◆ Task prompt ◆
Which of the lines below hold the word "lowest"? Pull each of them out.
(Recorded data Opens)
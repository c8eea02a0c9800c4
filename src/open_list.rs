//! The open list of the search: an array-backed binary min-heap keyed on F-cost.
//!
//! Slots are 1-based so that the children of slot `i` sit at `2i` and `2i + 1`. A side table
//! maps every cell to the slot currently holding it, which keeps the "is this neighbour already
//! open, and where" check constant time instead of a scan over the heap.
use grid_util::grid::{SimpleValueGrid, ValueGrid};
use grid_util::point::Point;
use log::trace;

/// A frontier cell with its path costs.
#[derive(Clone, Copy, Debug, PartialEq, Eq)]
pub struct OpenListItem {
    pub cell: Point,
    /// Steps taken from the start.
    pub g: i32,
    /// Heuristic estimate to the target, 0 for uniform-cost search.
    pub h: i32,
    /// `g + h`, the heap key.
    pub f: i32,
}

impl OpenListItem {
    pub fn new(cell: Point, g: i32, h: i32) -> OpenListItem {
        OpenListItem { cell, g, h, f: g + h }
    }

    fn set_g(&mut self, g: i32) {
        self.g = g;
        self.f = g + self.h;
    }
}

const ABSENT: usize = 0;

#[derive(Clone, Debug)]
pub struct OpenList {
    /// Slot 0 is a placeholder and never read as a live entry.
    slots: Vec<OpenListItem>,
    /// Heap slot of every cell, `ABSENT` if the cell has no live entry.
    positions: SimpleValueGrid<usize>,
}

impl OpenList {
    /// Creates an empty heap able to hold every cell of a `width` x `height` grid.
    pub fn new(width: usize, height: usize) -> OpenList {
        let mut slots = Vec::with_capacity(width * height + 2);
        slots.push(OpenListItem::new(Point::new(-1, -1), 0, 0));
        OpenList {
            slots,
            positions: SimpleValueGrid::new(width, height, ABSENT),
        }
    }

    pub fn len(&self) -> usize {
        self.slots.len() - 1
    }

    pub fn is_empty(&self) -> bool {
        self.len() == 0
    }

    /// The lowest-F entry without removing it.
    pub fn peek(&self) -> Option<&OpenListItem> {
        self.slots.get(1)
    }

    /// Whether `cell` currently has a live entry.
    pub fn contains(&self, cell: Point) -> bool {
        self.find(cell).is_some()
    }

    /// Slot holding `cell`, if it is on the heap. Cells outside the grid are never on it.
    pub fn find(&self, cell: Point) -> Option<usize> {
        if !self.positions.point_in_bounds(cell) {
            return None;
        }
        match self.positions.get_point(cell) {
            ABSENT => None,
            slot => Some(slot),
        }
    }

    pub fn get(&self, cell: Point) -> Option<&OpenListItem> {
        self.find(cell).map(|slot| &self.slots[slot])
    }

    /// Appends `item` and lets it rise to its place. Returns false and leaves the heap untouched
    /// if the cell lies outside the grid or is already on the heap.
    pub fn push(&mut self, item: OpenListItem) -> bool {
        if !self.positions.point_in_bounds(item.cell) || self.contains(item.cell) {
            return false;
        }
        self.slots.push(item);
        let slot = self.len();
        self.positions.set_point(item.cell, slot);
        self.sift_up(slot);
        true
    }

    /// Removes and returns the lowest-F entry.
    pub fn pop(&mut self) -> Option<OpenListItem> {
        if self.is_empty() {
            return None;
        }
        let top = self.slots[1];
        self.positions.set_point(top.cell, ABSENT);
        let last = self.slots.pop()?;
        if !self.is_empty() {
            self.slots[1] = last;
            self.positions.set_point(last.cell, 1);
            self.sift_down(1);
        }
        Some(top)
    }

    /// Lowers the G-cost of the entry for `cell` and restores heap order. Returns false if the
    /// cell is not on the heap or `g` is not an improvement.
    pub fn decrease_key(&mut self, cell: Point, g: i32) -> bool {
        match self.find(cell) {
            Some(slot) if g < self.slots[slot].g => {
                trace!("decrease {:?}: g {} -> {}", cell, self.slots[slot].g, g);
                self.slots[slot].set_g(g);
                self.sift_up(slot);
                true
            }
            _ => false,
        }
    }

    /// Entries that tie with their parent still rise, so among equal F-costs newer entries tend
    /// to be served first.
    fn sift_up(&mut self, mut slot: usize) {
        while slot > 1 && self.slots[slot].f <= self.slots[slot / 2].f {
            self.swap(slot, slot / 2);
            slot /= 2;
        }
    }

    fn sift_down(&mut self, mut slot: usize) {
        let len = self.len();
        loop {
            let left = 2 * slot;
            let right = left + 1;
            let mut next = slot;
            if left <= len && self.slots[next].f >= self.slots[left].f {
                next = left;
            }
            if right <= len && self.slots[next].f >= self.slots[right].f {
                next = right;
            }
            if next == slot {
                break;
            }
            self.swap(slot, next);
            slot = next;
        }
    }

    fn swap(&mut self, a: usize, b: usize) {
        self.slots.swap(a, b);
        self.positions.set_point(self.slots[a].cell, a);
        self.positions.set_point(self.slots[b].cell, b);
    }
}
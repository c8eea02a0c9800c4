use core::fmt;
use std::str::FromStr;

use grid_util::grid::{SimpleValueGrid, ValueGrid};
use grid_util::point::Point;
use smallvec::SmallVec;

use crate::error::ParseGridError;
use crate::{EMPTY, N_SMALLVEC_SIZE, ROCK, WALL};

/// Offsets of the 4-neighbourhood in expansion order: up, left, right, down.
const NEUMANN_OFFSETS: [(i32, i32); 4] = [(0, -1), (-1, 0), (1, 0), (0, 1)];

/// Read-only walkability view consumed by the search. The dimensions must not change while a
/// search borrows the grid.
pub trait Walkable {
    fn width(&self) -> usize;
    fn height(&self) -> usize;
    /// Whether the robot may stand on `cell`. Out-of-bounds cells are never walkable.
    fn is_walkable(&self, cell: Point) -> bool;
    fn in_bounds(&self, cell: Point) -> bool;

    fn cell_count(&self) -> usize {
        self.width() * self.height()
    }
}

impl<G: Walkable + ?Sized> Walkable for &G {
    fn width(&self) -> usize {
        (**self).width()
    }
    fn height(&self) -> usize {
        (**self).height()
    }
    fn is_walkable(&self, cell: Point) -> bool {
        (**self).is_walkable(cell)
    }
    fn in_bounds(&self, cell: Point) -> bool {
        (**self).in_bounds(cell)
    }
}

/// The up/left/right/down neighbours of `cell`, in bounds or not.
pub fn neumann_neighbours(cell: Point) -> SmallVec<[Point; N_SMALLVEC_SIZE]> {
    NEUMANN_OFFSETS
        .iter()
        .map(|&(dx, dy)| Point::new(cell.x + dx, cell.y + dy))
        .collect()
}

/// Whether a map symbol can be walked on. Walls and rocks both block movement.
pub fn is_walkable_symbol(symbol: char) -> bool {
    symbol != WALL && symbol != ROCK
}

/// A rectangular map of single-character tiles as used by the game engine. Rows run along
/// `y`, columns along `x`.
#[derive(Clone, Debug)]
pub struct CharGrid {
    tiles: SimpleValueGrid<char>,
}

impl CharGrid {
    pub fn new(width: usize, height: usize, fill: char) -> CharGrid {
        CharGrid {
            tiles: SimpleValueGrid::new(width, height, fill),
        }
    }

    pub fn get(&self, cell: Point) -> Option<char> {
        if self.tiles.point_in_bounds(cell) {
            Some(self.tiles.get_point(cell))
        } else {
            None
        }
    }

    /// Overwrites a tile. Returns false and leaves the map untouched if `cell` is out of bounds.
    pub fn set(&mut self, cell: Point, symbol: char) -> bool {
        if !self.tiles.point_in_bounds(cell) {
            return false;
        }
        self.tiles.set_point(cell, symbol);
        true
    }

    /// First cell in row-major order holding `symbol`, e.g. the robot or the lift.
    pub fn find_symbol(&self, symbol: char) -> Option<Point> {
        (0..self.height() as i32)
            .flat_map(|y| (0..self.width() as i32).map(move |x| Point::new(x, y)))
            .find(|p| self.tiles.get_point(*p) == symbol)
    }
}

impl Walkable for CharGrid {
    fn width(&self) -> usize {
        self.tiles.width()
    }
    fn height(&self) -> usize {
        self.tiles.height()
    }
    fn is_walkable(&self, cell: Point) -> bool {
        self.get(cell).is_some_and(is_walkable_symbol)
    }
    fn in_bounds(&self, cell: Point) -> bool {
        self.tiles.point_in_bounds(cell)
    }
}

impl FromStr for CharGrid {
    type Err = ParseGridError;

    /// Parses a map one row per line. Ragged rows are padded with empty tiles up to the widest
    /// row, matching how the engine loads its map files.
    fn from_str(s: &str) -> Result<Self, Self::Err> {
        let lines: Vec<&str> = s.lines().collect();
        let height = lines.len();
        let width = lines.iter().map(|l| l.chars().count()).max().unwrap_or(0);
        if height == 0 || width == 0 {
            return Err(ParseGridError::Empty);
        }
        let mut grid = CharGrid::new(width, height, EMPTY);
        for (y, line) in lines.iter().enumerate() {
            for (x, symbol) in line.chars().enumerate() {
                grid.tiles.set(x as i32, y as i32, symbol);
            }
        }
        Ok(grid)
    }
}

impl fmt::Display for CharGrid {
    fn fmt(&self, f: &mut fmt::Formatter) -> fmt::Result {
        for y in 0..self.height() as i32 {
            let row = (0..self.width() as i32)
                .map(|x| self.tiles.get(x, y))
                .collect::<String>();
            writeln!(f, "{}", row)?;
        }
        Ok(())
    }
}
(Recorded data Closes)
◆ Solution ◆
    /// The lowest-F entry without removing it.
    /// Removes and returns the lowest-F entry.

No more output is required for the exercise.